Any time that we consider multi-layered materials we have to model the way the light that is refracted by a layer reaches the next. At the very least, we have to know at least how much energy is "handled" by a given layer/lobe and how much is "passed down" to the subsequent lobes, as if we gave the same input light to all the layers we would sum the interactions up and potentially end up with more energy coming out of a material than it came in!
In theory we should understand much more than that, namely how the light travels in a given layer and reaches another one (its statistical distribution over directions and space), but for diffuse lobes found in dielectrics we can imagine that it doesn't matter much (anyways the light is going to be randomized...), so right now we just want to know how much energy survives the topmost specular lobe of a dielectric (gets refracted as opposed to reflected).

This might seem a lot of handwaving. And it is! This is the point of this post -and- the previous one!

We know that we have certain problems in our math, but should we care? How much should we care and why? Does it matter for the goal of generating photorealistic images easily? Remember, this is our goal, not fixing physics. Then again if we wanted to look at the physics there are a ton of assumptions that we are making anyways.

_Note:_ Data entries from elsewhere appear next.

/// Apply the edit form to an existing Patient.
///
/// Form-owned elements are replaced (or removed when left blank); everything
/// else on the resource, such as `identifier`, `text` or `meta`, is kept.
pub fn apply_form(existing: &JsonValue, form: &FormFields, id: &str) -> Result<JsonValue> {
    let edited = patient_from_form(form, id)?;

    let mut patient = existing.as_object().cloned().unwrap_or_default();
    for element in FORM_ELEMENTS {
        patient.remove(*element);
    }
    if let JsonValue::Object(edited) = edited {
        for (key, value) in edited {
            if key == "meta" && patient.contains_key("meta") {
                continue;
            }
            patient.insert(key, value);
        }
    }

    Ok(JsonValue::Object(patient))
}

fn contact_from_form(form: &FormFields) -> Result<Option<JsonValue>> {
    let mut contact = Map::new();

    let relationship = form.get("contact_relationship");
    if !relationship.is_empty() {
        contact.insert(
            "relationship".into(),
            json!([{"coding": [{
                "system": RELATIONSHIP_SYSTEM,
                "code": relationship_code(relationship),
                "display": relationship,
            }]}]),
        );
    }

    let mut name = Map::new();
    put_str(&mut name, "family", form.get("contact_family_name"));
    let prefix = form.get("contact_family_name_prefix");
    if !prefix.is_empty() {
        name.insert(
            "_family".into(),
            json!({"extension": [{"url": OWN_PREFIX_EXTENSION, "valueString": prefix}]}),
        );
    }
    put_list(&mut name, "given", form.get("contact_given_name"));
    if !name.is_empty() {
        contact.insert("name".into(), JsonValue::Object(name));
    }

    let telecom = telecom_from_form(form, "contact_");
    if !telecom.is_empty() {
        contact.insert("telecom".into(), JsonValue::Array(telecom));
    }

    let start = date_field(form, "contact_start", true)?;
    let period_start = (!start.is_empty()).then_some(start.as_str());
    if let Some(address) = address_from_form(form, "contact_", period_start)? {
        contact.insert("address".into(), address);
    }

    Ok((!contact.is_empty()).then(|| JsonValue::Object(contact)))
}

fn address_from_form(
    form: &FormFields,
    prefix: &str,
    period_start: Option<&str>,
) -> Result<Option<JsonValue>> {
    let field = |name: &str| form.get(&format!("{}{}", prefix, name));

    let mut address = Map::new();
    put_list(&mut address, "line", field("address_line"));
    put_str(&mut address, "city", field("city"));
    put_str(&mut address, "state", field("state"));
    put_str(&mut address, "postalCode", field("postal_code"));
    if address.is_empty() {
        return Ok(None);
    }

    put_str(&mut address, "use", field("address_use"));
    if let Some(start) = period_start {
        address.insert("period".into(), json!({"start": start}));
    }

    Ok(Some(JsonValue::Object(address)))
}

fn telecom_from_form(form: &FormFields, prefix: &str) -> Vec<JsonValue> {
    let field = |name: &str| form.get(&format!("{}{}", prefix, name));

    let phone = field("phone");
    let email = field("email");
    if phone.is_empty() && email.is_empty() {
        return Vec::new();
    }

    let mut phone_entry = Map::new();
    phone_entry.insert("system".into(), json!("phone"));
    put_str(&mut phone_entry, "value", phone);
    if !phone.is_empty() {
        put_str(&mut phone_entry, "use", field("phone_use"));
    }
    let mut telecom = vec![JsonValue::Object(phone_entry)];

    if !email.is_empty() {
        let mut email_entry = Map::new();
        email_entry.insert("system".into(), json!("email"));
        email_entry.insert("value".into(), json!(email));
        put_str(&mut email_entry, "use", field("email_use"));
        telecom.push(JsonValue::Object(email_entry));
    }

    telecom
}

fn reference_from_form(form: &FormFields, field: &str, target: &str) -> Option<JsonValue> {
    let reference = form.get(field);
    if reference.is_empty() {
        return None;
    }

    let mut value = Map::new();
    value.insert("reference".into(), json!(reference));
    value.insert("type".into(), json!(target));
    put_str(&mut value, "display", form.get(&format!("{}_display", field)));
    Some(JsonValue::Object(value))
}

/// Validated FHIR `date` field, `""` when blank.
///
/// Accepts the partial forms `YYYY` and `YYYY-MM` as well as `YYYY-MM-DD`;
/// with `date_time` a full RFC 3339 `dateTime` is accepted too. The value is
/// kept as entered so stored precision survives an edit.
fn date_field(form: &FormFields, field: &str, date_time: bool) -> Result<String> {
    let raw = form.get(field);
    if raw.is_empty() {
        return Ok(String::new());
    }

    if is_fhir_date(raw) || (date_time && DateTime::parse_from_rfc3339(raw).is_ok()) {
        return Ok(raw.to_string());
    }

    let expected = if date_time {
        "expected YYYY, YYYY-MM, YYYY-MM-DD or a full date and time"
    } else {
        "expected YYYY, YYYY-MM or YYYY-MM-DD"
    };
    Err(CoreError::invalid_field(field, expected))
}

/// `YYYY`, `YYYY-MM` or `YYYY-MM-DD` naming a real calendar date
pub fn is_fhir_date(value: &str) -> bool {
    let padded = match value.len() {
        4 => format!("{}-01-01", value),
        7 => format!("{}-01", value),
        10 => value.to_string(),
        _ => return false,
    };

    value.as_bytes()[..4].iter().all(u8::is_ascii_digit)
        && NaiveDate::parse_from_str(&padded, "%Y-%m-%d").is_ok()
}

fn put_str(map: &mut Map<String, JsonValue>, key: &str, value: &str) {
    if !value.is_empty() {
        map.insert(key.to_string(), json!(value));
    }
}

fn put_list(map: &mut Map<String, JsonValue>, key: &str, value: &str) {
    if !value.is_empty() {
        map.insert(key.to_string(), json!([value]));
    }
}

/// Current values of the edit form's text inputs, keyed by input name.
///
/// Reads the first entry of each repeated element, mirroring what the
/// summary page shows.
pub fn edit_values(patient: &JsonValue) -> Vec<(&'static str, String)> {
    let text = |path: &str| lookup(patient, path).and_then(scalar_text).unwrap_or_default();
    let contact = first(patient, "contact");
    let contact_text = |path: &str| {
        contact
            .and_then(|c| lookup(c, path))
            .and_then(scalar_text)
            .unwrap_or_default()
    };
    let contact_address = contact.and_then(|c| first(c, "address"));
    let contact_address_text = |path: &str| {
        contact_address
            .and_then(|a| lookup_str(a, path))
            .unwrap_or_default()
            .to_string()
    };
    let prefix = contact
        .map(|c| lookup_array(c, "name._family.extension"))
        .unwrap_or(&[])
        .iter()
        .find(|ext| lookup_str(ext, "url") == Some(OWN_PREFIX_EXTENSION))
        .and_then(|ext| lookup_str(ext, "valueString"))
        .unwrap_or_default()
        .to_string();
    let reference = |element: &str, paths: &[&str]| {
        first(patient, element)
            .and_then(|entry| paths.iter().find_map(|path| lookup_str(entry, path)))
            .unwrap_or_default()
            .to_string()
    };

    vec![
        ("given_name", text("name.0.given.0")),
        ("family_name", text("name.0.family")),
        ("official_name", text("name.0.use")),
        ("birth_date", text("birthDate")),
        ("gender", text("gender")),
        ("address_line", text("address.0.line.0")),
        ("city", text("address.0.city")),
        ("state", text("address.0.state")),
        ("postal_code", text("address.0.postalCode")),
        ("address_use", text("address.0.use")),
        ("phone", text("telecom.0.value")),
        ("phone_use", text("telecom.0.use")),
        ("email", text("telecom.1.value")),
        ("email_use", text("telecom.1.use")),
        ("marital_status", text("maritalStatus.coding.0.display")),
        ("deceased", text("deceasedDateTime")),
        ("multiple_birth_integer", text("multipleBirthInteger")),
        ("contact_relationship", contact_text("relationship.0.coding.0.display")),
        ("contact_family_name_prefix", prefix),
        ("contact_given_name", contact_text("name.given.0")),
        ("contact_family_name", contact_text("name.family")),
        ("contact_phone", contact_text("telecom.0.value")),
        ("contact_phone_use", contact_text("telecom.0.use")),
        ("contact_email", contact_text("telecom.1.value")),
        ("contact_email_use", contact_text("telecom.1.use")),
        ("contact_address_line", contact_address_text("line.0")),
        ("contact_city", contact_address_text("city")),
        ("contact_state", contact_address_text("state")),
        ("contact_postal_code", contact_address_text("postalCode")),
        ("contact_address_use", contact_address_text("use")),
        ("contact_start", contact_address_text("period.start")),
        ("general_practitioner", reference("generalPractitioner", &["reference"])),
        ("managing_organization", reference("managingOrganization", &["reference"])),
        ("link", reference("link", &["reference", "other.reference"])),
        ("photo", reference("photo", &["reference", "url"])),
        ("active", flag(lookup(patient, "active"))),
        ("deceased_boolean", flag(lookup(patient, "deceasedBoolean"))),
        ("multiple_birth", flag(lookup(patient, "multipleBirthBoolean"))),
        ("preferred_language", preferred_language(patient)),
    ]
}
use axum::{body::Body, extract::Request, http::HeaderValue, middleware::Next, response::Response};
use uuid::Uuid;

/// Header name for request ID
pub const REQUEST_ID_HEADER: &str = "X-Request-ID";

/// Request ID stored in request extensions
#[derive(Debug, Clone)]
pub struct RequestId(pub String);

/// Reuse the caller's `X-Request-ID` or generate one, and echo it on the response
pub async fn request_id_middleware(mut request: Request<Body>, next: Next) -> Response {
    let request_id = request
        .headers()
        .get(REQUEST_ID_HEADER)
        .and_then(|v| v.to_str().ok())
        .filter(|v| !v.is_empty())
        .map(str::to_string)
        .unwrap_or_else(|| Uuid::new_v4().to_string());

    request
        .extensions_mut()
        .insert(RequestId(request_id.clone()));

    let mut response = next.run(request).await;

    if let Ok(value) = HeaderValue::from_str(&request_id) {
        response.headers_mut().insert(REQUEST_ID_HEADER, value);
    }

    response
}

Left to right: Specular only, Specular+Diffuse, Specular+Diffuse*(1-Fresnel)
It turns out that this problem matters a lot, much more in fact than the energy loss in non-multiscattering specular lobes. The multiscattering issue was small, happened only at high roughnesses and it was entirely fixable by artists tweaking specular albedo (typically controlled by Fresnel f0 parameter) a bit.

Tweaking albedo is fine because it still keeps the materials decoupled from lighting, the main issue we wanted to fix by embracing physically-based rendering models, and it's doable because the tweaks needed are small and entirely in the range of realistic albedos (which don't ever go to f0 = 1 for metals, and of course even less so for dielectrics).

Not having any energy conservation between specular and diffuse instead creates overly bright materials that can look fine in a certain scene but will glow unnaturally under different conditions, and it's quite hard for artists to make sure that the lobes are tuned in a way that doesn't produce more energy than they should.
In fact, most real-time rendering today works without multiscattering BRDFs, but (hopefully) it always considers some way of balancing specular and diffuse.

- Solutions and pretty images

Now we know the problem -and- we know it matters, so we are justified in spending some time to investigate further. How? Well, as we did with the previous post, we bring back our friend the white furnace test. Pretty much any time we want to check for energy conservation, we take our materials and put them in a furnace!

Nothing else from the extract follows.